Mediation
Mediation and Alternative Dispute Resolution (ADR) are widely used to settle disputes in both the justice system and in the workplace. Some researchers posit that procedural fairness can be used in workplace ADR and mediation to reinforce and apply existing values. Below are publicly available articles dealing with ADR, mediation, and procedural fairness.
Procedural Justice in the Boundaryless Workplace: The Tension Between Due Process and Public PolicyKatherine Stone, 80 Notre Dame L. Rev. (2005)
Professor Stone describes two settings in which ADR is commonly used in employment: fairness disputes and discrimination disputes. She argues that, at least with regard to fairness disputes, which are often disputes over wage assessment or termination, many employers have adopted dispute resolution policies that emphasize procedural fairness. “The purpose of creating these new nonunion employee dispute resolution procedures is to create a perception of procedural fairness.”
Disputants’ Decision Control in Court-Connected Mediation: A Hollow Promise Without Procedural Justice
Nancy Welsh, 2002 J. Dispute Resolution 179 (2002)

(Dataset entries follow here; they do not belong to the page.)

//! DTOs for the shorten endpoint.

use serde::{Deserialize, Serialize};
use validator::Validate;

use crate::utils::url_validator::validate_long_url;

/// Request to shorten a single URL.
///
/// ```json
/// { "longUrl": "https://example.com" }
/// ```
#[derive(Debug, Deserialize, Validate)]
pub struct ShortenRequest {
    /// The original URL to shorten (must be absolute).
    #[serde(rename = "longUrl")]
    #[validate(required, custom(function = "validate_long_url"))]
    pub long_url: Option<String>,
}

/// Response for a created short link.
#[derive(Debug, Serialize)]
pub struct ShortenResponse {
    #[serde(rename = "shortUrl")]
    pub short_url: String,
}
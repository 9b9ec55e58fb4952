//! PostgreSQL implementation of the mapping store.

use async_trait::async_trait;
use sqlx::PgPool;
use std::sync::Arc;

use crate::domain::entities::{NewMapping, UrlMapping};
use crate::domain::repositories::MappingRepository;
use crate::error::AppError;

/// PostgreSQL repository for slug → URL mappings.
///
/// Uses bound parameters for every query.
pub struct PgMappingRepository {
    pool: Arc<PgPool>,
}

impl PgMappingRepository {
    /// Creates a new repository with a database connection pool.
    pub fn new(pool: Arc<PgPool>) -> Self {
        Self { pool }
    }
}

#[async_trait]
impl MappingRepository for PgMappingRepository {
    async fn put(&self, new_mapping: NewMapping) -> Result<UrlMapping, AppError> {
        // Overwrites on slug conflict and assigns a fresh server timestamp.
        let mapping = sqlx::query_as::<_, UrlMapping>(
            r#"
            INSERT INTO url_mappings (slug, long_url)
            VALUES ($1, $2)
            ON CONFLICT (slug) DO UPDATE
                SET long_url = EXCLUDED.long_url,
                    created_at = now()
            RETURNING slug, long_url, created_at
            "#,
        )
        .bind(&new_mapping.slug)
        .bind(&new_mapping.long_url)
        .fetch_one(self.pool.as_ref())
        .await?;

        Ok(mapping)
    }

    async fn get(&self, slug: &str) -> Result<Option<UrlMapping>, AppError> {
        let mapping = sqlx::query_as::<_, UrlMapping>(
            "SELECT slug, long_url, created_at FROM url_mappings WHERE slug = $1",
        )
        .bind(slug)
        .fetch_optional(self.pool.as_ref())
        .await?;

        Ok(mapping)
    }

    async fn count(&self) -> Result<i64, AppError> {
        let count: i64 = sqlx::query_scalar("SELECT COUNT(*) FROM url_mappings")
            .fetch_one(self.pool.as_ref())
            .await?;

        Ok(count)
    }

    async fn ping(&self) -> Result<(), AppError> {
        sqlx::query("SELECT 1").execute(self.pool.as_ref()).await?;
        Ok(())
    }
}
//! Infrastructure layer for external integrations.
//!
//! Implements the interfaces defined by the domain layer.
//!
//! - [`persistence`] - PostgreSQL repository implementations
//! - [`credentials`] - store credential file loading

pub mod credentials;
pub mod persistence;
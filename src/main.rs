use anyhow::Result;
use linkslug::config::{self, Config};
use linkslug::server;
use tracing_subscriber::EnvFilter;

fn init_tracing(config: &Config) {
    let filter = EnvFilter::try_new(&config.log_level).unwrap_or_else(|_| EnvFilter::new("info"));

    if config.log_format == "json" {
        tracing_subscriber::fmt()
            .with_env_filter(filter)
            .json()
            .init();
    } else {
        tracing_subscriber::fmt().with_env_filter(filter).init();
    }
}

#[tokio::main]
async fn main() -> Result<()> {
    dotenvy::dotenv().ok();

    let config = match config::load_from_env() {
        Ok(config) => config,
        Err(e) => {
            eprintln!("Error: {e:#}");
            eprintln!("Create the credential file (see CREDENTIALS_FILE) and restart.");
            std::process::exit(1);
        }
    };

    init_tracing(&config);
    config.print_summary();

    server::run(config).await
}
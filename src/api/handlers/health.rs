//! Handler for health check endpoint.

use axum::{Json, extract::State, http::StatusCode};

use crate::api::dto::health::{CheckStatus, HealthChecks, HealthResponse};
use crate::state::AppState;

/// Returns service health status.
///
/// # Endpoint
///
/// `GET /health`
///
/// # Response Codes
///
/// - **200 OK**: Mapping store reachable
/// - **503 Service Unavailable**: Mapping store unreachable
///
/// # Response
///
/// ```json
/// {
///   "status": "healthy",
///   "version": "0.1.0",
///   "checks": {
///     "database": { "status": "ok", "message": "Connected" }
///   }
/// }
/// ```
pub async fn health_handler(
    State(state): State<AppState>,
) -> Result<Json<HealthResponse>, (StatusCode, Json<HealthResponse>)> {
    let database = check_database(&state).await;
    let healthy = database.is_ok();

    let response = HealthResponse {
        status: if healthy { "healthy" } else { "degraded" },
        version: env!("CARGO_PKG_VERSION"),
        checks: HealthChecks { database },
    };

    if healthy {
        Ok(Json(response))
    } else {
        Err((StatusCode::SERVICE_UNAVAILABLE, Json(response)))
    }
}

/// Pings the store.
async fn check_database(state: &AppState) -> CheckStatus {
    match state.mapping_service.ping().await {
        Ok(()) => CheckStatus::ok(Some("Connected".to_string())),
        Err(e) => CheckStatus::error(format!("Database error: {}", e)),
    }
}
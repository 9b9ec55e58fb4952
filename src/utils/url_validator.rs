//! Long URL validation.

use std::borrow::Cow;

use url::Url;
use validator::ValidationError;

/// Returns true if `candidate` parses as an absolute URL.
///
/// Relative references, bare hostnames and empty strings are rejected. The
/// scheme is not restricted.
pub fn is_valid_url(candidate: &str) -> bool {
    Url::parse(candidate).is_ok()
}

/// Returns the text to persist for `candidate`, or `None` if it is not an
/// absolute URL.
///
/// URLs are kept verbatim, except that a URL containing a NUL byte is replaced
/// by its serialized form (`%00`), since PostgreSQL `TEXT` cannot hold NUL.
pub fn storable_url(candidate: &str) -> Option<Cow<'_, str>> {
    let url = Url::parse(candidate).ok()?;

    if candidate.contains('\0') {
        Some(Cow::Owned(url.into()))
    } else {
        Some(Cow::Borrowed(candidate))
    }
}

/// `validator` hook for request DTOs.
pub fn validate_long_url(candidate: &str) -> Result<(), ValidationError> {
    if is_valid_url(candidate) {
        Ok(())
    } else {
        Err(ValidationError::new("url"))
    }
}
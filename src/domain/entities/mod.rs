//! Core domain entities.
//!
//! - [`UrlMapping`] - a stored slug → long URL mapping
//! - [`NewMapping`] - input for writing a mapping

pub mod mapping;

pub use mapping::{NewMapping, UrlMapping};
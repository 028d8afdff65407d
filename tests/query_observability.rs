use std::path::PathBuf;
use std::sync::{Arc, Mutex};
use std::time::{SystemTime, UNIX_EPOCH};

use xlsx_nth_min::query::{
    find_nth_min_from_path, CompositeObserver, FileObserver, QueryContext, QueryObserver,
    QueryOptions, QuerySeverity, QueryStats,
};
use xlsx_nth_min::SelectError;

#[derive(Default)]
struct RecordingObserver {
    successes: Mutex<Vec<QueryStats>>,
    failures: Mutex<Vec<QuerySeverity>>,
    alerts: Mutex<Vec<QuerySeverity>>,
}

impl QueryObserver for RecordingObserver {
    fn on_success(&self, _ctx: &QueryContext, stats: QueryStats) {
        self.successes.lock().unwrap().push(stats);
    }

    fn on_failure(&self, _ctx: &QueryContext, severity: QuerySeverity, _error: &SelectError) {
        self.failures.lock().unwrap().push(severity);
    }

    fn on_alert(&self, _ctx: &QueryContext, severity: QuerySeverity, _error: &SelectError) {
        self.alerts.lock().unwrap().push(severity);
    }
}

fn tmp_file(name: &str) -> PathBuf {
    let nanos = SystemTime::now()
        .duration_since(UNIX_EPOCH)
        .unwrap()
        .as_nanos();
    std::env::temp_dir().join(format!("xlsx-nth-min-{name}-{nanos}.xlsx"))
}

fn write_numbers_xlsx(path: &PathBuf, numbers: &[i64]) {
    use rust_xlsxwriter::Workbook;

    let mut wb = Workbook::new();
    let ws = wb.add_worksheet();
    for (i, v) in numbers.iter().enumerate() {
        ws.write_number(i as u32, 0, *v as f64).unwrap();
    }
    wb.save(path).unwrap();
}

fn opts_with(obs: Arc<RecordingObserver>) -> QueryOptions {
    QueryOptions {
        observer: Some(obs),
        alert_at_or_above: QuerySeverity::Critical,
        ..Default::default()
    }
}

#[test]
fn observer_receives_success_stats() {
    let path = tmp_file("obs-ok");
    write_numbers_xlsx(&path, &[5, 1, 3]);

    let obs = Arc::new(RecordingObserver::default());
    let v = find_nth_min_from_path(&path, 2, &opts_with(obs.clone())).unwrap();
    assert_eq!(v, 3);

    let successes = obs.successes.lock().unwrap().clone();
    assert_eq!(successes.len(), 1);
    assert_eq!(successes[0].rows, 3);
    assert_eq!(successes[0].result, 3);
    assert!(obs.failures.lock().unwrap().is_empty());

    let _ = std::fs::remove_file(&path);
}

#[test]
fn observer_receives_failure_and_alert_on_missing_file() {
    let obs = Arc::new(RecordingObserver::default());
    let path = tmp_file("obs-missing");

    // Missing file -> NotFound -> Critical
    let _ = find_nth_min_from_path(&path, 2, &opts_with(obs.clone())).unwrap_err();

    let failures = obs.failures.lock().unwrap().clone();
    let alerts = obs.alerts.lock().unwrap().clone();
    assert_eq!(failures, vec![QuerySeverity::Critical]);
    assert_eq!(alerts, vec![QuerySeverity::Critical]);
}

#[test]
fn observer_receives_failure_without_alert_below_threshold() {
    let path = tmp_file("obs-insufficient");
    write_numbers_xlsx(&path, &[5, 1, 3]);

    let obs = Arc::new(RecordingObserver::default());

    // InsufficientData -> Error severity (not Critical) -> should not alert
    let _ = find_nth_min_from_path(&path, 10, &opts_with(obs.clone())).unwrap_err();

    let failures = obs.failures.lock().unwrap().clone();
    assert_eq!(failures, vec![QuerySeverity::Error]);
    assert!(obs.alerts.lock().unwrap().is_empty());

    let _ = std::fs::remove_file(&path);
}

#[test]
fn composite_observer_fans_out_to_all_observers() {
    let path = tmp_file("obs-composite");
    write_numbers_xlsx(&path, &[5, 1, 3]);

    let first = Arc::new(RecordingObserver::default());
    let second = Arc::new(RecordingObserver::default());
    let composite = Arc::new(CompositeObserver::new(vec![
        first.clone() as Arc<dyn QueryObserver>,
        second.clone() as Arc<dyn QueryObserver>,
    ]));

    let opts = QueryOptions {
        observer: Some(composite),
        ..Default::default()
    };
    let v = find_nth_min_from_path(&path, 1, &opts).unwrap();
    assert_eq!(v, 1);

    for obs in [&first, &second] {
        let successes = obs.successes.lock().unwrap().clone();
        assert_eq!(successes.len(), 1);
        assert_eq!(successes[0].result, 1);
    }

    let _ = std::fs::remove_file(&path);
}

#[test]
fn file_observer_appends_event_lines() {
    let path = tmp_file("obs-file-src");
    write_numbers_xlsx(&path, &[5, 1, 3]);

    let log_path = std::env::temp_dir().join(format!(
        "xlsx-nth-min-obs-log-{}.log",
        SystemTime::now()
            .duration_since(UNIX_EPOCH)
            .unwrap()
            .as_nanos()
    ));

    let opts = QueryOptions {
        observer: Some(Arc::new(FileObserver::new(&log_path))),
        ..Default::default()
    };
    let _ = find_nth_min_from_path(&path, 2, &opts).unwrap();
    let _ = find_nth_min_from_path(&path, 10, &opts).unwrap_err();

    let log = std::fs::read_to_string(&log_path).unwrap();
    let lines: Vec<&str> = log.lines().collect();
    assert_eq!(lines.len(), 2);
    assert!(lines[0].contains("ok") && lines[0].contains("result=3"));
    assert!(lines[1].contains("fail") && lines[1].contains("severity=Error"));

    let _ = std::fs::remove_file(&path);
    let _ = std::fs::remove_file(&log_path);
}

Nancy Welsh comments on the observation that giving disputants control of resolution processes such as mediation does not guarantee that they will perceive the process as just. Rather than interpreting this as evidence that these consensual processes should be abandoned, Professor Welsh argues that the institutionalization of procedural justice in mediation will insure the legitimacy of the courts while at the same time facilitating settlement.